▶ ASSIGNED TASK
Show all lines of the listing that contain the word "tracing".

▶ DATASET RECORDS
//! Project selection for a task directory
//!
//! A task's commands file lives in some directory; the project whose file
//! path matches that directory supplies the project-level macros. Matching is
//! a swappable [`ProjectMatcher`] strategy.

use std::path::Path;

use super::model::ProjectMetadata;

/// Decides whether a project belongs to a task directory
pub trait ProjectMatcher: Send + Sync + std::fmt::Debug {
    fn matches(&self, project: &ProjectMetadata, task_dir: &Path) -> bool;
}

/// Project file path contains the directory as a plain substring.
///
/// `/src/App` also matches `/src/AppTests/AppTests.csproj`, so with several
/// candidates the first in solution order wins.
#[derive(Debug, Clone, Copy, Default)]
pub struct SubstringMatcher;

impl ProjectMatcher for SubstringMatcher {
    fn matches(&self, project: &ProjectMetadata, task_dir: &Path) -> bool {
        project
            .file_path
            .to_string_lossy()
            .contains(task_dir.to_string_lossy().as_ref())
    }
}

/// Project file lives at or below the directory, compared by path components
#[derive(Debug, Clone, Copy, Default)]
pub struct PathPrefixMatcher;

impl ProjectMatcher for PathPrefixMatcher {
    fn matches(&self, project: &ProjectMetadata, task_dir: &Path) -> bool {
        project.file_path.starts_with(task_dir)
    }
}

/// Picks the project that applies to a task directory
#[derive(Debug)]
pub struct ProjectSelector {
    matcher: Box<dyn ProjectMatcher>,
}

impl Default for ProjectSelector {
    fn default() -> Self {
        Self::new(Box::new(SubstringMatcher))
    }
}

impl ProjectSelector {
    pub fn new(matcher: Box<dyn ProjectMatcher>) -> Self {
        Self { matcher }
    }

    /// First project, in traversal order, accepted by the matcher
    pub fn select<'a>(
        &self,
        projects: &[&'a ProjectMetadata],
        task_dir: &Path,
    ) -> Option<&'a ProjectMetadata> {
        let selected = projects
            .iter()
            .copied()
            .find(|project| self.matcher.matches(project, task_dir));

        match selected {
            Some(project) => tracing::debug!(
                "Selected project '{}' for {}",
                project.name,
                task_dir.display()
            ),
            None => tracing::debug!("No project matches {}", task_dir.display()),
        }

        selected
    }
}
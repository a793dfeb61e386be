//! Build context snapshot
//!
//! Read-only solution and project metadata consumed by macro resolution.
//! The project tree is an arena indexed by [`ProjectId`]; solution folders
//! hold child ids and are expanded by [`ProjectTree::flatten`].

use std::path::{Path, PathBuf};

use serde::Serialize;

use crate::error::TaskError;

/// Index of a node in a [`ProjectTree`]
pub type ProjectId = usize;

/// Active configuration of a buildable project
#[derive(Debug, Clone, PartialEq, Eq, Serialize)]
pub struct ProjectConfiguration {
    /// Output path relative to the project directory (e.g. `bin\Debug\`)
    pub output_directory: String,
    /// Primary build output (e.g. `app.exe`)
    pub output_file_name: String,
}

/// Metadata for a single project in the solution
#[derive(Debug, Clone, PartialEq, Eq, Serialize)]
pub struct ProjectMetadata {
    /// Full path to the project file
    pub file_path: PathBuf,
    /// Project display name
    pub name: String,
    /// Active configuration; `None` for project kinds with nothing to build
    #[serde(skip_serializing_if = "Option::is_none")]
    pub configuration: Option<ProjectConfiguration>,
}

impl ProjectMetadata {
    /// Create a project without build configuration
    pub fn new(file_path: impl Into<PathBuf>, name: impl Into<String>) -> Self {
        Self {
            file_path: file_path.into(),
            name: name.into(),
            configuration: None,
        }
    }

    /// Attach an active build configuration
    pub fn with_configuration(
        mut self,
        output_directory: impl Into<String>,
        output_file_name: impl Into<String>,
    ) -> Self {
        self.configuration = Some(ProjectConfiguration {
            output_directory: output_directory.into(),
            output_file_name: output_file_name.into(),
        });
        self
    }

    /// Directory containing the project file
    pub fn directory(&self) -> &Path {
        self.file_path.parent().unwrap_or_else(|| Path::new(""))
    }
}

/// A node in the project tree
#[derive(Debug, Clone, PartialEq, Eq)]
pub enum ProjectNode {
    Project(ProjectMetadata),
    /// Solution folder grouping nested projects and folders
    Folder { name: String, children: Vec<ProjectId> },
}

/// Arena of projects and solution folders
#[derive(Debug, Clone, Default, PartialEq, Eq)]
pub struct ProjectTree {
    nodes: Vec<ProjectNode>,
    roots: Vec<ProjectId>,
}

impl ProjectTree {
    pub fn new() -> Self {
        Self::default()
    }

    /// Add a project at the top level or inside a folder
    pub fn add_project(
        &mut self,
        parent: Option<ProjectId>,
        project: ProjectMetadata,
    ) -> Result<ProjectId, TaskError> {
        self.push(parent, ProjectNode::Project(project))
    }

    /// Add a solution folder at the top level or inside another folder
    pub fn add_folder(
        &mut self,
        parent: Option<ProjectId>,
        name: impl Into<String>,
    ) -> Result<ProjectId, TaskError> {
        self.push(
            parent,
            ProjectNode::Folder {
                name: name.into(),
                children: vec![],
            },
        )
    }

    fn push(&mut self, parent: Option<ProjectId>, node: ProjectNode) -> Result<ProjectId, TaskError> {
        let id = self.nodes.len();

        match parent {
            None => self.roots.push(id),
            Some(parent_id) => match self.nodes.get_mut(parent_id) {
                Some(ProjectNode::Folder { children, .. }) => children.push(id),
                Some(ProjectNode::Project(project)) => {
                    return Err(TaskError::InvalidProjectTree(format!(
                        "project '{}' cannot contain other projects",
                        project.name
                    )))
                }
                None => {
                    return Err(TaskError::InvalidProjectTree(format!(
                        "unknown parent id {}",
                        parent_id
                    )))
                }
            },
        }

        self.nodes.push(node);
        Ok(id)
    }

    pub fn get(&self, id: ProjectId) -> Option<&ProjectNode> {
        self.nodes.get(id)
    }

    /// Top-level node ids in solution order
    pub fn roots(&self) -> &[ProjectId] {
        &self.roots
    }

    pub fn is_empty(&self) -> bool {
        self.nodes.is_empty()
    }

    /// All projects in pre-order, with solution folders expanded at any depth
    pub fn flatten(&self) -> Vec<&ProjectMetadata> {
        let mut projects = Vec::new();
        let mut stack: Vec<ProjectId> = self.roots.iter().rev().copied().collect();

        while let Some(id) = stack.pop() {
            match self.nodes.get(id) {
                Some(ProjectNode::Project(project)) => projects.push(project),
                Some(ProjectNode::Folder { children, .. }) => {
                    stack.extend(children.iter().rev().copied());
                }
                None => {}
            }
        }

        projects
    }
}

/// Snapshot of the active build environment
#[derive(Debug, Clone, Default, PartialEq, Eq)]
pub struct BuildContext {
    /// Full path to the solution file, if a solution is open
    pub solution_path: Option<PathBuf>,
    /// Active solution configuration (e.g. `Debug`)
    pub configuration_name: Option<String>,
    /// Active solution platform (e.g. `Any CPU`)
    pub platform_name: Option<String>,
    /// Directory of the IDE / build tooling
    pub devenv_dir: Option<PathBuf>,
    pub projects: ProjectTree,
}

impl BuildContext {
    /// Context for a solution file with no projects
    pub fn for_solution(path: impl Into<PathBuf>) -> Self {
        Self {
            solution_path: Some(path.into()),
            ..Default::default()
        }
    }
}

▶ EXPECTED ANSWER
            Some(project) => tracing::debug!(
            None => tracing::debug!("No project matches {}", task_dir.display()),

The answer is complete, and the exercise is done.